### Recorded information ###
use {
    anyhow::{Context, Result},
    sqlx::{
        Pool, Sqlite,
        sqlite::{SqliteConnectOptions, SqliteJournalMode, SqlitePoolOptions},
    },
    std::path::Path,
};

pub async fn setup(path: &Path, max_connections: u32) -> Result<Pool<Sqlite>> {
    let db = SqlitePoolOptions::new()
        .max_connections(max_connections.max(1))
        .connect_with(connect_options(path))
        .await
        .with_context(|| format!("failed to open database at {path:?}"))?;
    sqlx::raw_sql(include_str!("schema.sql"))
        .execute(&db)
        .await
        .context("failed to set up database")?;
    Ok(db)
}

// WAL lets lookups keep reading the last committed dictionary set while an
// import transaction is open
fn connect_options(path: &Path) -> SqliteConnectOptions {
    SqliteConnectOptions::new()
        .filename(path)
        .create_if_missing(true)
        .journal_mode(SqliteJournalMode::Wal)
}

/// Encodes a set of codes for a space-separated TEXT column.
pub fn join_codes(codes: &[String]) -> String {
    codes.join(" ")
}

/// Decodes a space-separated TEXT column.
pub fn split_codes(column: Option<&str>) -> Vec<String> {
    column
        .unwrap_or_default()
        .split_whitespace()
        .map(ToOwned::to_owned)
        .collect()
}

/// Encodes glosses for the newline-joined `definitions` column.
///
/// Newlines inside a single gloss would split it on the way back out, so
/// they are folded into spaces.
pub fn join_definitions(definitions: &[String]) -> String {
    definitions
        .iter()
        .map(|gloss| gloss.replace(['\r', '\n'], " "))
        .collect::<Vec<_>>()
        .join("\n")
}

pub fn split_definitions(column: &str) -> Vec<String> {
    column
        .split('\n')
        .filter(|gloss| !gloss.is_empty())
        .map(ToOwned::to_owned)
        .collect()
}
//! Yomitan dictionary archive schema.
//!
//! See [`dictionary-data.d.ts`](https://github.com/yomidevs/yomitan/blob/master/types/ext/dictionary-data.d.ts).

use {
    derive_more::Deref,
    serde::{Deserialize, de::IgnoredAny},
};

#[derive(Debug, Clone, Deserialize)]
#[serde(rename_all = "camelCase")]
pub struct Index {
    #[serde(alias = "version")]
    pub format: Option<i64>,
    pub title: String,
    pub revision: String,
    pub author: Option<String>,
    pub url: Option<String>,
    pub description: Option<String>,
    pub attribution: Option<String>,
    pub source_language: Option<String>,
    pub target_language: Option<String>,
}

#[derive(Debug, Clone, Default, Deserialize, Deref)]
pub struct TagBank(pub Vec<Tag>);

#[derive(Debug, Clone, Deserialize)]
pub struct Tag {
    pub name: String,
    pub category: String,
    pub order: i64,
    pub notes: String,
    pub score: i64,
}

#[derive(Debug, Clone, Default, Deserialize, Deref)]
pub struct TermBank(pub Vec<Term>);

#[derive(Debug, Clone, Deserialize)]
pub struct Term {
    pub expression: String,
    pub reading: String,
    pub definition_tags: Option<String>,
    pub rules: String,
    pub score: i64,
    pub glossary: Vec<Glossary>,
    pub sequence: i64,
    pub term_tags: String,
}

#[derive(Debug, Clone, Deserialize)]
#[serde(untagged)]
pub enum Glossary {
    String(String),
    Content(GlossaryContent),
    /// Deinflection hints (`[uninflected, [rules]]`) and anything newer than
    /// this schema.
    Other(IgnoredAny),
}

#[derive(Debug, Clone, Deserialize)]
#[serde(rename_all = "kebab-case", tag = "type")]
pub enum GlossaryContent {
    Text { text: String },
    Image {},
    StructuredContent { content: serde_json::Value },
}

#[derive(Debug, Clone, Default, Deserialize, Deref)]
pub struct TermMetaBank(pub Vec<TermMeta>);

#[derive(Debug, Clone, Deserialize)]
pub struct TermMeta {
    pub expression: String,
    pub mode: String,
    pub data: serde_json::Value,
}
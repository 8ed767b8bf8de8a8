//! Read queries against imported dictionaries.

use {
    crate::{
        DictionaryId, Engine, TagEntry, TermEntry, TermMetaEntry,
        db::{split_codes, split_definitions},
    },
    anyhow::{Context, Result},
    futures::TryStreamExt,
    sqlx::{QueryBuilder, Row, Sqlite, sqlite::SqliteRow},
    tracing::trace,
};

#[derive(Debug, Clone, Copy, PartialEq, Eq)]
enum Column {
    Expression,
    Reading,
}

impl Column {
    const fn name(self) -> &'static str {
        match self {
            Self::Expression => "expression",
            Self::Reading => "reading",
        }
    }
}

impl Engine {
    /// Every term whose expression is a prefix of the first `max_len`
    /// characters of `text`, from the given sources.
    ///
    /// Longer expressions come first, then higher scores. Rows that tie on
    /// both keep their import order.
    ///
    /// # Errors
    ///
    /// Errors if the database could not be read.
    pub async fn lookup_by_expression_prefix(
        &self,
        text: &str,
        max_len: usize,
        sources: &[DictionaryId],
    ) -> Result<Vec<TermEntry>> {
        self.lookup_by_prefix(Column::Expression, text, max_len, sources)
            .await
            .context("failed to look up by expression")
    }

    /// Same as [`Engine::lookup_by_expression_prefix`], but matches readings.
    ///
    /// # Errors
    ///
    /// Errors if the database could not be read.
    pub async fn lookup_by_reading_prefix(
        &self,
        text: &str,
        max_len: usize,
        sources: &[DictionaryId],
    ) -> Result<Vec<TermEntry>> {
        self.lookup_by_prefix(Column::Reading, text, max_len, sources)
            .await
            .context("failed to look up by reading")
    }

    async fn lookup_by_prefix(
        &self,
        column: Column,
        text: &str,
        max_len: usize,
        sources: &[DictionaryId],
    ) -> Result<Vec<TermEntry>> {
        let prefixes = prefixes(text, max_len);
        if prefixes.is_empty() || sources.is_empty() {
            return Ok(Vec::new());
        }

        let mut qb = QueryBuilder::<Sqlite>::new(
            "SELECT expression, reading, term_tags, score, rules, definitions, sequence,
                popularity, dictionary
            FROM terms
            WHERE ",
        );
        qb.push(column.name()).push(" IN (");
        let mut separated = qb.separated(", ");
        for prefix in prefixes {
            separated.push_bind(prefix);
        }
        qb.push(") AND dictionary IN (");
        let mut separated = qb.separated(", ");
        for source in sources {
            separated.push_bind(source.as_str());
        }
        qb.push(") ORDER BY id");

        let mut terms = qb
            .build()
            .fetch(&self.db)
            .map_err(anyhow::Error::from)
            .and_then(|row| async move { term_from_row(&row) })
            .try_collect::<Vec<_>>()
            .await?;
        trace!("{} rows match {column:?} prefixes of {text:?}", terms.len());

        let matched = |term: &TermEntry| match column {
            Column::Expression => term.expression.chars().count(),
            Column::Reading => term.reading.chars().count(),
        };
        terms.sort_by(|a, b| matched(b).cmp(&matched(a)).then(b.score.cmp(&a.score)));
        Ok(terms)
    }

    /// Metadata rows of the given mode attached to exactly `expression`.
    ///
    /// # Errors
    ///
    /// Errors if the database could not be read.
    pub async fn lookup_meta(&self, expression: &str, mode: &str) -> Result<Vec<TermMetaEntry>> {
        sqlx::query(
            "SELECT expression, mode, data, dictionary
            FROM term_meta
            WHERE expression = $1 AND mode = $2
            ORDER BY id",
        )
        .bind(expression)
        .bind(mode)
        .fetch(&self.db)
        .map_err(anyhow::Error::from)
        .and_then(|row| async move {
            Ok(TermMetaEntry {
                expression: row.try_get("expression")?,
                mode: row.try_get("mode")?,
                data: row.try_get("data")?,
                dictionary: DictionaryId(row.try_get("dictionary")?),
            })
        })
        .try_collect()
        .await
        .with_context(|| format!("failed to look up {mode} meta for {expression:?}"))
    }

    /// Tags of `dictionary` with any of the given names, in display order.
    ///
    /// # Errors
    ///
    /// Errors if the database could not be read.
    pub async fn lookup_tags(
        &self,
        dictionary: &DictionaryId,
        names: &[String],
    ) -> Result<Vec<TagEntry>> {
        if names.is_empty() {
            return Ok(Vec::new());
        }

        let mut qb = QueryBuilder::<Sqlite>::new(
            "SELECT name, category, order_num, notes, score, dictionary
            FROM tags
            WHERE dictionary = ",
        );
        qb.push_bind(dictionary.as_str()).push(" AND name IN (");
        let mut separated = qb.separated(", ");
        for name in names {
            separated.push_bind(name.as_str());
        }
        qb.push(") ORDER BY order_num, name");

        qb.build()
            .fetch(&self.db)
            .map_err(anyhow::Error::from)
            .and_then(|row| async move {
                Ok(TagEntry {
                    name: row.try_get("name")?,
                    category: row.try_get("category")?,
                    order: row.try_get("order_num")?,
                    notes: row
                        .try_get::<Option<String>, _>("notes")?
                        .unwrap_or_default(),
                    score: row.try_get("score")?,
                    dictionary: DictionaryId(row.try_get("dictionary")?),
                })
            })
            .try_collect()
            .await
            .with_context(|| format!("failed to look up tags of {dictionary:?}"))
    }
}

/// Prefixes of `text` of 1 up to `max_len` characters, shortest first.
fn prefixes(text: &str, max_len: usize) -> Vec<&str> {
    text.char_indices()
        .map(|(i, c)| &text[..i + c.len_utf8()])
        .take(max_len)
        .collect()
}

fn term_from_row(row: &SqliteRow) -> Result<TermEntry> {
    let score = row.try_get::<Option<String>, _>("score")?;
    Ok(TermEntry {
        expression: row.try_get("expression")?,
        reading: row.try_get("reading")?,
        term_tags: split_codes(row.try_get::<Option<&str>, _>("term_tags")?),
        score: score
            .as_deref()
            .map(str::trim)
            .and_then(|score| score.parse().ok())
            .unwrap_or_default(),
        rules: split_codes(row.try_get::<Option<&str>, _>("rules")?),
        definitions: split_definitions(row.try_get("definitions")?),
        sequence: row.try_get("sequence")?,
        popularity: row.try_get("popularity")?,
        dictionary: DictionaryId(row.try_get("dictionary")?),
    })
}

#[cfg(test)]
mod tests {
    use {
        super::*,
        crate::{
            DictionaryInfo,
            import::tests::{engine, term},
            meta_mode,
        },
    };

    #[test]
    fn prefixes_by_char() {
        assert_eq!(vec!["行", "行く", "行くよ"], prefixes("行くよ", 30));
        assert_eq!(vec!["行", "行く"], prefixes("行くよ", 2));
        assert!(prefixes("", 30).is_empty());
    }

    async fn with_terms(engine: &Engine, id: &str, terms: &[TermEntry]) {
        engine
            .import_dictionary(&DictionaryInfo::new(id, id), terms, &[], &[])
            .await
            .unwrap();
    }

    #[tokio::test]
    async fn longest_then_highest_score() {
        let (_dir, engine) = engine().await;
        with_terms(
            &engine,
            "jmdict",
            &[
                term("行", "ぎょう", 1, &["line"]),
                term("行く", "いく", 5, &["to go"]),
                term("行", "こう", 3, &["going"]),
                term("行くよ", "いくよ", 0, &["let's go"]),
                term("行方", "ゆくえ", 9, &["whereabouts"]),
            ],
        )
        .await;

        let found = engine
            .lookup_by_expression_prefix("行くよね", 30, &["jmdict".into()])
            .await
            .unwrap()
            .into_iter()
            .map(|term| (term.expression, term.reading))
            .collect::<Vec<_>>();
        assert_eq!(
            vec![
                ("行くよ".to_owned(), "いくよ".to_owned()),
                ("行く".to_owned(), "いく".to_owned()),
                ("行".to_owned(), "こう".to_owned()),
                ("行".to_owned(), "ぎょう".to_owned()),
            ],
            found
        );

        let found = engine
            .lookup_by_expression_prefix("行くよね", 1, &["jmdict".into()])
            .await
            .unwrap();
        assert_eq!(2, found.len());
    }

    #[tokio::test]
    async fn only_enabled_sources() {
        let (_dir, engine) = engine().await;
        with_terms(&engine, "a", &[term("猫", "ねこ", 0, &["cat"])]).await;
        with_terms(&engine, "b", &[term("猫", "ねこ", 0, &["feline"])]).await;

        let found = engine
            .lookup_by_expression_prefix("猫", 30, &["b".into()])
            .await
            .unwrap();
        assert_eq!(1, found.len());
        assert_eq!(vec!["feline".to_owned()], found[0].definitions);

        let found = engine
            .lookup_by_expression_prefix("猫", 30, &[])
            .await
            .unwrap();
        assert!(found.is_empty());
    }

    #[tokio::test]
    async fn reading_prefix_and_round_trip() {
        let (_dir, engine) = engine().await;
        let stored = TermEntry {
            term_tags: vec!["P".into(), "ichi1".into()],
            rules: vec!["v5k-s".into()],
            sequence: Some(1_578_850),
            popularity: Some("common".into()),
            ..term("行く", "いく", -2, &["to go", "to move"])
        };
        with_terms(&engine, "jmdict", std::slice::from_ref(&stored)).await;

        let found = engine
            .lookup_by_reading_prefix("いくつ", 30, &["jmdict".into()])
            .await
            .unwrap();
        assert_eq!(
            vec![TermEntry {
                dictionary: "jmdict".into(),
                ..stored
            }],
            found
        );
    }

    #[tokio::test]
    async fn meta_and_tags() {
        let (_dir, engine) = engine().await;
        let tag = |name: &str, order| TagEntry {
            name: name.into(),
            category: "partOfSpeech".into(),
            order,
            notes: format!("{name} notes"),
            score: 0,
            dictionary: "jmdict".into(),
        };
        let meta = |mode: &str, data: &str| TermMetaEntry {
            expression: "行く".into(),
            mode: mode.into(),
            data: data.into(),
            dictionary: "jmdict".into(),
        };
        engine
            .import_dictionary(
                &DictionaryInfo::new("jmdict", "JMdict"),
                &[term("行く", "いく", 0, &["to go"])],
                &[tag("vi", 2), tag("v5k-s", 1), tag("n", 0)],
                &[meta(meta_mode::FREQUENCY, "12"), meta(meta_mode::PITCH, "{}")],
            )
            .await
            .unwrap();

        let found = engine
            .lookup_meta("行く", meta_mode::FREQUENCY)
            .await
            .unwrap();
        assert_eq!(vec![meta(meta_mode::FREQUENCY, "12")], found);
        assert!(engine.lookup_meta("来る", meta_mode::FREQUENCY).await.unwrap().is_empty());

        let found = engine
            .lookup_tags(&"jmdict".into(), &["vi".into(), "v5k-s".into()])
            .await
            .unwrap();
        assert_eq!(vec![tag("v5k-s", 1), tag("vi", 2)], found);
        assert!(engine.lookup_tags(&"jmdict".into(), &[]).await.unwrap().is_empty());
    }
}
###
> _Exercise directions_
Using the data above, return each line that includes the word "FREQUENCY".

> _Answer to the exercise_
                &[meta(meta_mode::FREQUENCY, "12"), meta(meta_mode::PITCH, "{}")],
            .lookup_meta("行く", meta_mode::FREQUENCY)
        assert_eq!(vec![meta(meta_mode::FREQUENCY, "12")], found);
        assert!(engine.lookup_meta("来る", meta_mode::FREQUENCY).await.unwrap().is_empty());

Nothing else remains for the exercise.